Paldiski, its History, Lighthouse, and Screen Credits

Text Mark Taylor
Photos Andrei Chertkov and Mikko Virta

Paldiski, its History, Lighthouse, and Screen Credits

 

If you ask any Estonian what they think of Paldiski, they will likely tell you that it is a bit off a Soviet-time ghost town. For some of you reading that, you will be wanting to go immediately and explore, and for others, you might be thinking what is there of interest for me to see.

For Swedish readers, the town of Paldiski might seem a little familiar. This is because it was the setting for the multi-award-winning 2002 movie Lilya 4-ever. And for Finnish readers especially, you may recognise the cliffs and lighthouse from the second season of the popular Finnish Netflix crime series Deadwind.

If you decide to venture on the 1-hour train ride from Tallinn (that costs a little over 3 euros each way). The town of Paldiski may seem a little underwhelming. A big port to your left (where you can also catch a ferry to Sweden) and a sea of soviet blocks stretching off into the distance.

During Soviet times, the city of Paldiski was a closed military town, meaning only those who lived and worked in the city could enter. At this time, the population of the city was around 16000. Today, this is a little over 3500 – hence why it is seen as a bit of a ghost town.  In the so-called town centre, you will find a sleepy convenience store, a pub and a couple of other little shops. So it is possible to get a little snack while you explore.

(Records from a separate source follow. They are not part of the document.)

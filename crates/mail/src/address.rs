use std::fmt;

use serde::{Deserialize, Serialize};

/// An email address with an optional display name.
///
/// Call sites normally go through the `From` conversions, which accept a
/// bare address or an (address, display name) pair. Transport setters take
/// `impl Into<Address>`, so a recipient list may mix both forms:
///
/// ```
/// use outbox_mail::Address;
///
/// let plain = Address::from("alice@example.com");
/// assert!(plain.name.is_none());
///
/// let named = Address::from(("alice@example.com", "Alice"));
/// assert_eq!(named.name.as_deref(), Some("Alice"));
/// ```
#[derive(Debug, Clone, PartialEq, Eq, Serialize, Deserialize)]
pub struct Address {
    /// The bare email address.
    pub email: String,

    /// Optional display name.
    #[serde(skip_serializing_if = "Option::is_none")]
    pub name: Option<String>,
}

impl Address {
    /// Create an address without a display name.
    pub fn new(email: impl Into<String>) -> Self {
        Self {
            email: email.into(),
            name: None,
        }
    }

    /// Create an address with a display name.
    pub fn named(email: impl Into<String>, name: impl Into<String>) -> Self {
        Self {
            email: email.into(),
            name: Some(name.into()),
        }
    }
}

impl From<&str> for Address {
    fn from(email: &str) -> Self {
        Self::new(email)
    }
}

impl From<String> for Address {
    fn from(email: String) -> Self {
        Self::new(email)
    }
}

impl<E: Into<String>, N: Into<String>> From<(E, N)> for Address {
    fn from((email, name): (E, N)) -> Self {
        Self::named(email, name)
    }
}

impl fmt::Display for Address {
    fn fmt(&self, f: &mut fmt::Formatter<'_>) -> fmt::Result {
        match &self.name {
            Some(name) => write!(f, "{name} <{}>", self.email),
            None => f.write_str(&self.email),
        }
    }
}

#[cfg(test)]
mod tests {
    use super::*;

    #[test]
    fn from_bare_str() {
        let addr = Address::from("user@example.com");
        assert_eq!(addr.email, "user@example.com");
        assert!(addr.name.is_none());
    }

    #[test]
    fn from_owned_string() {
        let addr = Address::from("user@example.com".to_owned());
        assert_eq!(addr.email, "user@example.com");
        assert!(addr.name.is_none());
    }

    #[test]
    fn from_pair_carries_display_name() {
        let addr = Address::from(("user@example.com", "User"));
        assert_eq!(addr.email, "user@example.com");
        assert_eq!(addr.name.as_deref(), Some("User"));
    }

    #[test]
    fn display_without_name() {
        let addr = Address::new("user@example.com");
        assert_eq!(addr.to_string(), "user@example.com");
    }

    #[test]
    fn display_with_name() {
        let addr = Address::named("user@example.com", "User");
        assert_eq!(addr.to_string(), "User <user@example.com>");
    }

    #[test]
    fn serialize_skips_missing_name() {
        let json = serde_json::to_value(Address::new("user@example.com")).unwrap();
        assert_eq!(json["email"], "user@example.com");
        assert!(json.get("name").is_none());
    }
}
//! Car types offered to customers (read-only lookup, keyed by code).
//!
//! A booking references a car type, not a concrete vehicle. The car name is
//! what staff and drivers see in notifications.

use sea_orm::entity::prelude::*;
use serde::{Deserialize, Serialize};

#[derive(Clone, Debug, PartialEq, Eq, Serialize, Deserialize, DeriveEntityModel)]
#[sea_orm(table_name = "cars")]
pub struct Model {
    #[sea_orm(primary_key, auto_increment = false)]
    pub code: String,
    pub name: String,
    pub seats: i32,
    pub active: bool,
}

#[derive(Copy, Clone, Debug, EnumIter, DeriveRelation)]
pub enum Relation {}

impl ActiveModelBehavior for ActiveModel {}

pub type Car = Model;
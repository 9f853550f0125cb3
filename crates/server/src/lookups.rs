//! Read-only roster endpoints.

use axum::{
    Json,
    extract::{Path, State},
};
use engine::{Car, Driver, Route, Vehicle};
use uuid::Uuid;

use crate::{ServerError, server::ServerState};

pub async fn routes(State(state): State<ServerState>) -> Result<Json<Vec<Route>>, ServerError> {
    Ok(Json(state.engine.routes().await?))
}

pub async fn cars(State(state): State<ServerState>) -> Result<Json<Vec<Car>>, ServerError> {
    Ok(Json(state.engine.cars().await?))
}

pub async fn drivers(State(state): State<ServerState>) -> Result<Json<Vec<Driver>>, ServerError> {
    Ok(Json(state.engine.drivers().await?))
}

pub async fn driver(
    State(state): State<ServerState>,
    Path(driver_id): Path<Uuid>,
) -> Result<Json<Driver>, ServerError> {
    Ok(Json(state.engine.driver(driver_id).await?))
}

pub async fn vehicles(State(state): State<ServerState>) -> Result<Json<Vec<Vehicle>>, ServerError> {
    Ok(Json(state.engine.vehicles().await?))
}
//! The module contains the errors the engine can throw.
//!
//! The errors are:
//!
//! - [`KeyNotFound`] thrown when a mandatory entity (booking, assignment, taxi
//!   driver) is missing.
//! - [`InvalidAmount`], [`InvalidRate`] and [`InvalidRange`] thrown by input
//!   validation, before anything is computed or written.
//! - [`InvalidState`] thrown when an assignment transition is not allowed.
//! - [`Forbidden`] thrown when a session acts on somebody else's data.
//!
//!  [`KeyNotFound`]: EngineError::KeyNotFound
//!  [`InvalidAmount`]: EngineError::InvalidAmount
//!  [`InvalidRate`]: EngineError::InvalidRate
//!  [`InvalidRange`]: EngineError::InvalidRange
//!  [`InvalidState`]: EngineError::InvalidState
//!  [`Forbidden`]: EngineError::Forbidden
use sea_orm::DbErr;
use thiserror::Error;

/// Engine custom errors.
#[derive(Error, Debug)]
pub enum EngineError {
    #[error("\"{0}\" key not found!")]
    KeyNotFound(String),
    #[error("Invalid amount: {0}")]
    InvalidAmount(String),
    #[error("Invalid rate: {0}")]
    InvalidRate(String),
    #[error("Invalid range: {0}")]
    InvalidRange(String),
    #[error("Invalid state: {0}")]
    InvalidState(String),
    #[error("Forbidden: {0}")]
    Forbidden(String),
    #[error(transparent)]
    Database(#[from] DbErr),
}

impl EngineError {
    /// Returns `true` for errors raised by input validation.
    pub fn is_validation(&self) -> bool {
        matches!(
            self,
            Self::InvalidAmount(_) | Self::InvalidRate(_) | Self::InvalidRange(_)
        )
    }
}

impl PartialEq for EngineError {
    fn eq(&self, other: &Self) -> bool {
        match (self, other) {
            (Self::KeyNotFound(a), Self::KeyNotFound(b)) => a == b,
            (Self::InvalidAmount(a), Self::InvalidAmount(b)) => a == b,
            (Self::InvalidRate(a), Self::InvalidRate(b)) => a == b,
            (Self::InvalidRange(a), Self::InvalidRange(b)) => a == b,
            (Self::InvalidState(a), Self::InvalidState(b)) => a == b,
            (Self::Forbidden(a), Self::Forbidden(b)) => a == b,
            (Self::Database(a), Self::Database(b)) => a.to_string() == b.to_string(),
            _ => false,
        }
    }
}
//! The module contains the `Booking` struct and its storage entity.
//!
//! Bookings are created and edited by staff outside the engine. The engine
//! reads them for placement and settlement, and only ever writes the
//! denormalized `driver_id`/`vehicle_id` pair.

use chrono::NaiveDate;
use sea_orm::entity::{ActiveValue, prelude::*};
use serde::{Deserialize, Serialize};
use uuid::Uuid;

use crate::{EngineError, Money};

/// A customer trip.
#[derive(Clone, Debug, PartialEq, Eq, Serialize, Deserialize)]
pub struct Booking {
    pub id: Uuid,
    pub customer_name: String,
    pub customer_phone: String,
    pub customer_email: Option<String>,
    pub route_code: String,
    pub car_type_code: String,
    pub pickup: String,
    pub dropoff: String,
    /// Trip start, a calendar date.
    pub date: NaiveDate,
    /// Inclusive end of the trip, if it spans several days.
    pub return_date: Option<NaiveDate>,
    pub time: Option<String>,
    pub return_time: Option<String>,
    pub round_trip: bool,
    pub adults: i32,
    pub children: i32,
    pub total_price: Money,
    pub driver_id: Option<Uuid>,
    pub vehicle_id: Option<Uuid>,
    pub note: Option<String>,
}

impl Booking {
    pub fn new(
        customer_name: &str,
        route_code: &str,
        car_type_code: &str,
        date: NaiveDate,
        total_price: Money,
    ) -> Self {
        Self {
            id: Uuid::new_v4(),
            customer_name: customer_name.to_string(),
            customer_phone: String::new(),
            customer_email: None,
            route_code: route_code.to_string(),
            car_type_code: car_type_code.to_string(),
            pickup: String::new(),
            dropoff: String::new(),
            date,
            return_date: None,
            time: None,
            return_time: None,
            round_trip: false,
            adults: 1,
            children: 0,
            total_price,
            driver_id: None,
            vehicle_id: None,
            note: None,
        }
    }

    /// Last calendar day occupied by the trip.
    pub fn end_date(&self) -> NaiveDate {
        self.return_date.unwrap_or(self.date)
    }
}

#[derive(Clone, Debug, PartialEq, DeriveEntityModel)]
#[sea_orm(table_name = "bookings")]
pub struct Model {
    #[sea_orm(primary_key, auto_increment = false)]
    pub id: Uuid,
    pub customer_name: String,
    pub customer_phone: String,
    pub customer_email: Option<String>,
    pub route_code: String,
    pub car_type_code: String,
    pub pickup: String,
    pub dropoff: String,
    pub date: Date,
    pub return_date: Option<Date>,
    pub time: Option<String>,
    pub return_time: Option<String>,
    pub round_trip: bool,
    pub adults: i32,
    pub children: i32,
    pub total_price: i64,
    pub driver_id: Option<Uuid>,
    pub vehicle_id: Option<Uuid>,
    pub note: Option<String>,
}

#[derive(Copy, Clone, Debug, EnumIter, DeriveRelation)]
pub enum Relation {
    #[sea_orm(has_one = "crate::assignments::Entity")]
    Assignment,
}

impl Related<crate::assignments::Entity> for Entity {
    fn to() -> RelationDef {
        Relation::Assignment.def()
    }
}

impl ActiveModelBehavior for ActiveModel {}

impl From<&Booking> for ActiveModel {
    fn from(value: &Booking) -> Self {
        Self {
            id: ActiveValue::Set(value.id),
            customer_name: ActiveValue::Set(value.customer_name.clone()),
            customer_phone: ActiveValue::Set(value.customer_phone.clone()),
            customer_email: ActiveValue::Set(value.customer_email.clone()),
            route_code: ActiveValue::Set(value.route_code.clone()),
            car_type_code: ActiveValue::Set(value.car_type_code.clone()),
            pickup: ActiveValue::Set(value.pickup.clone()),
            dropoff: ActiveValue::Set(value.dropoff.clone()),
            date: ActiveValue::Set(value.date),
            return_date: ActiveValue::Set(value.return_date),
            time: ActiveValue::Set(value.time.clone()),
            return_time: ActiveValue::Set(value.return_time.clone()),
            round_trip: ActiveValue::Set(value.round_trip),
            adults: ActiveValue::Set(value.adults),
            children: ActiveValue::Set(value.children),
            total_price: ActiveValue::Set(value.total_price.minor()),
            driver_id: ActiveValue::Set(value.driver_id),
            vehicle_id: ActiveValue::Set(value.vehicle_id),
            note: ActiveValue::Set(value.note.clone()),
        }
    }
}

impl TryFrom<Model> for Booking {
    type Error = EngineError;

    fn try_from(model: Model) -> Result<Self, Self::Error> {
        Money::new(model.total_price)
            .ensure_non_negative(&format!("booking {} total_price", model.id))?;
        Ok(Self {
            id: model.id,
            customer_name: model.customer_name,
            customer_phone: model.customer_phone,
            customer_email: model.customer_email,
            route_code: model.route_code,
            car_type_code: model.car_type_code,
            pickup: model.pickup,
            dropoff: model.dropoff,
            date: model.date,
            return_date: model.return_date,
            time: model.time,
            return_time: model.return_time,
            round_trip: model.round_trip,
            adults: model.adults,
            children: model.children,
            total_price: Money::new(model.total_price),
            driver_id: model.driver_id,
            vehicle_id: model.vehicle_id,
            note: model.note,
        })
    }
}
use std::{
    fmt,
    iter::Sum,
    ops::{Add, AddAssign, Neg, Sub, SubAssign},
};

use serde::{Deserialize, Deserializer, Serialize, Serializer};

use crate::{EngineError, ResultEngine};

/// Signed money amount represented as integer **minor units** (the smallest
/// unit of the currency).
///
/// Use this type for **all** monetary values in the engine (prices, pay,
/// revenues, wallet balances) to avoid floating-point drift.
///
/// # Examples
///
/// ```rust
/// use engine::Money;
///
/// let price = Money::new(2_000_000);
/// let pay = Money::new(1_400_000);
/// assert_eq!((price - pay).minor(), 600_000);
/// assert_eq!(price.to_string(), "2,000,000");
/// ```
#[derive(Clone, Copy, Debug, Default, PartialEq, Eq, PartialOrd, Ord, Hash)]
#[derive(Serialize, Deserialize)]
#[serde(transparent)]
#[repr(transparent)]
pub struct Money(i64);

impl Money {
    pub const ZERO: Money = Money(0);

    /// Largest magnitude accepted from requests or storage.
    ///
    /// Sums of up to 900,000 such amounts stay inside `i64`, so settlement
    /// folds over validated amounts never overflow.
    pub const MAX: Money = Money(10_000_000_000_000);

    /// Creates a new amount from minor units.
    #[must_use]
    pub const fn new(minor: i64) -> Self {
        Self(minor)
    }

    /// Returns the raw value in minor units.
    #[must_use]
    pub const fn minor(self) -> i64 {
        self.0
    }

    /// Returns `true` if the amount is 0.
    #[must_use]
    pub const fn is_zero(self) -> bool {
        self.0 == 0
    }

    /// Returns `true` if the amount is positive.
    #[must_use]
    pub const fn is_positive(self) -> bool {
        self.0 > 0
    }

    /// Returns `true` if the amount is negative.
    #[must_use]
    pub const fn is_negative(self) -> bool {
        self.0 < 0
    }

    /// Rejects amounts outside `0..=Money::MAX`, labelling the error with `label`.
    pub fn ensure_non_negative(self, label: &str) -> ResultEngine<Self> {
        if self.is_negative() {
            return Err(EngineError::InvalidAmount(format!(
                "{label} must be >= 0"
            )));
        }
        self.ensure_bounded(label)
    }

    /// Rejects amounts whose magnitude exceeds [`Money::MAX`].
    pub fn ensure_bounded(self, label: &str) -> ResultEngine<Self> {
        if self.0.unsigned_abs() > Self::MAX.0.unsigned_abs() {
            return Err(EngineError::InvalidAmount(format!(
                "{label} exceeds {}",
                Self::MAX
            )));
        }
        Ok(self)
    }

    /// Saturating addition, for figures derived from unbounded multipliers.
    #[must_use]
    pub fn saturating_add(self, rhs: Money) -> Money {
        Money(self.0.saturating_add(rhs.0))
    }
}

impl fmt::Display for Money {
    fn fmt(&self, f: &mut fmt::Formatter<'_>) -> fmt::Result {
        let sign = if self.0 < 0 { "-" } else { "" };
        let digits = self.0.unsigned_abs().to_string();
        let mut grouped = String::with_capacity(digits.len() + digits.len() / 3);
        for (idx, ch) in digits.chars().enumerate() {
            if idx > 0 && (digits.len() - idx) % 3 == 0 {
                grouped.push(',');
            }
            grouped.push(ch);
        }
        write!(f, "{sign}{grouped}")
    }
}

impl From<i64> for Money {
    fn from(value: i64) -> Self {
        Self(value)
    }
}

impl From<Money> for i64 {
    fn from(value: Money) -> Self {
        value.0
    }
}

impl Add for Money {
    type Output = Money;

    fn add(self, rhs: Money) -> Self::Output {
        Money(self.0 + rhs.0)
    }
}

impl AddAssign for Money {
    fn add_assign(&mut self, rhs: Money) {
        self.0 += rhs.0;
    }
}

impl Sub for Money {
    type Output = Money;

    fn sub(self, rhs: Money) -> Self::Output {
        Money(self.0 - rhs.0)
    }
}

impl SubAssign for Money {
    fn sub_assign(&mut self, rhs: Money) {
        self.0 -= rhs.0;
    }
}

impl Neg for Money {
    type Output = Money;

    fn neg(self) -> Self::Output {
        Money(-self.0)
    }
}

impl Sum for Money {
    fn sum<I: Iterator<Item = Money>>(iter: I) -> Self {
        iter.fold(Money::ZERO, Add::add)
    }
}

/// A percentage in `[0, 100]`, held as basis points (hundredths of a percent).
///
/// Commission, driver share and platform fees are all rates. Applying a rate
/// to an amount rounds half-up to the nearest minor unit, using integer
/// arithmetic only.
///
/// ```rust
/// use engine::{Money, Rate};
///
/// let commission = Rate::from_percent(70.0).unwrap();
/// assert_eq!(commission.apply(Money::new(2_000_000)), Money::new(1_400_000));
/// assert_eq!(Rate::from_percent(50.0).unwrap().apply(Money::new(3)), Money::new(2));
/// ```
#[derive(Clone, Copy, Debug, PartialEq, Eq, PartialOrd, Ord, Hash)]
pub struct Rate(u32);

impl Rate {
    const FULL: u32 = 10_000;

    pub const ZERO: Rate = Rate(0);

    /// Builds a rate from basis points (`0..=10_000`).
    pub fn from_basis_points(bp: u32) -> ResultEngine<Self> {
        if bp > Self::FULL {
            return Err(EngineError::InvalidRate(format!(
                "{bp} basis points exceeds 100%"
            )));
        }
        Ok(Self(bp))
    }

    /// `const` variant of [`Rate::from_basis_points`], for built-in rates.
    pub const fn const_from_basis_points(bp: u32) -> Option<Self> {
        if bp > Self::FULL { None } else { Some(Self(bp)) }
    }

    /// Builds a rate from a percent value such as `70.0` or `12.5`.
    ///
    /// Precision beyond two decimals is rounded to the nearest basis point.
    pub fn from_percent(percent: f64) -> ResultEngine<Self> {
        if !percent.is_finite() || !(0.0..=100.0).contains(&percent) {
            return Err(EngineError::InvalidRate(format!(
                "{percent} is outside [0, 100]"
            )));
        }
        Ok(Self((percent * 100.0).round() as u32))
    }

    #[must_use]
    pub const fn basis_points(self) -> u32 {
        self.0
    }

    #[must_use]
    pub fn percent(self) -> f64 {
        f64::from(self.0) / 100.0
    }

    /// Returns `round_half_up(amount * self)`.
    ///
    /// Negative amounts round half away from zero, so `apply(-x) == -apply(x)`.
    #[must_use]
    pub fn apply(self, amount: Money) -> Money {
        let full = i128::from(Self::FULL);
        let scaled = i128::from(amount.minor()) * i128::from(self.0);
        let half = full / 2;
        let rounded = if scaled >= 0 {
            (scaled + half) / full
        } else {
            -((-scaled + half) / full)
        };
        // |rounded| <= |amount| because the rate is at most 100%.
        Money::new(rounded as i64)
    }
}

impl fmt::Display for Rate {
    fn fmt(&self, f: &mut fmt::Formatter<'_>) -> fmt::Result {
        write!(f, "{}%", self.percent())
    }
}

impl Serialize for Rate {
    fn serialize<S: Serializer>(&self, serializer: S) -> Result<S::Ok, S::Error> {
        serializer.serialize_f64(self.percent())
    }
}

impl<'de> Deserialize<'de> for Rate {
    fn deserialize<D: Deserializer<'de>>(deserializer: D) -> Result<Self, D::Error> {
        let percent = f64::deserialize(deserializer)?;
        Rate::from_percent(percent).map_err(serde::de::Error::custom)
    }
}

If you are not interested in Soviet-time architecture, it is time to leave the town on the 3km walk (about 40 minutes) to the cliffs and lighthouse. As you leave the town, you will pass the ruins of a fortress built by Peter the Great in 1718 – that sadly today looks a bit like a disused quarry.

As you continue your walk, the Pakri lighthouse will come more and more into view. From the top of the lighthouse, you have a great view of the whole peninsula, back to Paldiski, along the coastline, as well as to the two islands in the bay,  Suur-Pakri and Väike-Pakri – from which the lighthouse gets its name.

The lighthouse is open every day from 12-18 between 01.05-31.08, and on Saturdays and Sundays for the rest of the year. Entrance to the lighthouse is 5 euros for adults and 3 euros for children.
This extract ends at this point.